Prometheus: Origins of the Creature from the Space Lagoon

Prometheus
Directed By: Ridley Scott
Written By: Jon Spaihts and Damon Lindelof
Starring: Noomi Rapace, Michael Fassbender, Charlize Theron, Idris Elba, Guy Pearce, Logan Marshall-Green, and Patrick Wilson
Director of Photography: Dariusz Wolski, Editor: Peitro Scalia, Production Designer: Arthur Max, Original Music: Marc Streitenfeld

WARNING: Like my review for Cabin in the Woods, I plan on discussing Prometheus in full, without any consideration for what are considered “spoilers” If you are curious to see the film, just go see it. My opinion of whether I liked it or not shouldn’t be the factor. If you are curious to read on why I think the film functions as it does, without any consideration for hiding the aspects of the narrative, then read on. Also, I’m also going to spoil Lost.

            In 2010, the hit ABC series Lost came to an end with what many considered a crashing thud. For six seasons, audiences watched a show about constantly accumulating mysteries on an island. Lost fed its hungry fans with more and more—polar bears in jungles, buttons that saved the universe, alternate timelines—and then abandoned it all for a spiritual sit down with its characters, discarding the main reason that it originally drew viewers. For months before the finale, showrunners Damon Lindelof and Carlton Cuse warned their fans: “true fans” only care about their characters; the mysteries were irrelevant.

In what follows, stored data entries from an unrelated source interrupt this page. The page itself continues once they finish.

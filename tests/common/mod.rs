//! Test helpers for HTTP API tests.

#![allow(dead_code)]

use std::path::PathBuf;
use std::sync::Arc;

use axum_test::multipart::{MultipartForm, Part};
use axum_test::{TestResponse, TestServer};
use filedrop::web::handlers::AppState;
use filedrop::web::router::{create_router, create_static_router};
use filedrop::FileStore;
use tempfile::TempDir;

/// A test server over a temporary upload and static directory.
pub struct TestApp {
    pub server: TestServer,
    pub temp_dir: TempDir,
}

impl TestApp {
    /// Directory holding uploaded files.
    pub fn upload_dir(&self) -> PathBuf {
        self.temp_dir.path().join("uploaded")
    }

    /// Directory served under `/static`.
    pub fn static_dir(&self) -> PathBuf {
        self.temp_dir.path().join("static")
    }

    /// Names of the regular files in the upload directory.
    pub fn stored_files(&self) -> Vec<String> {
        let mut names: Vec<String> = std::fs::read_dir(self.upload_dir())
            .unwrap()
            .flatten()
            .filter(|e| e.file_type().unwrap().is_file())
            .map(|e| e.file_name().to_string_lossy().into_owned())
            .collect();
        names.sort();
        names
    }

    /// Upload `content` under `filename` in the `file` field.
    pub async fn upload(&self, filename: &str, content: &[u8]) -> TestResponse {
        let form = MultipartForm::new()
            .add_part("file", Part::bytes(content.to_vec()).file_name(filename));
        self.server.post("/upload").multipart(form).await
    }
}

/// Create a test server with empty upload and static directories.
pub async fn create_test_app() -> TestApp {
    let temp_dir = TempDir::new().expect("Failed to create temp dir");
    let upload_dir = temp_dir.path().join("uploaded");
    let static_dir = temp_dir.path().join("static");
    std::fs::create_dir_all(&static_dir).expect("Failed to create static dir");

    let store = FileStore::open(&upload_dir)
        .await
        .expect("Failed to open file store");
    let app_state = Arc::new(AppState::new(store));

    let router = create_router(app_state).merge(create_static_router(&static_dir));
    let server = TestServer::new(router).expect("Failed to create test server");

    TestApp { server, temp_dir }
}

            Why this long primer on Lost, when the film of the week, and for many their most anticipated film of the summer, is a prequel to Alien? Because as much as critics will be discussing the craft of director Ridley Scott, Prometheus is assuredly a Damon Lindelof work. His hands are all over this film about a group of scientists traveling to a mysterious planet to find the origins of life. And in many ways, the faults of Prometheus lie in his blame (though Scott shouldn’t escape all the blame). 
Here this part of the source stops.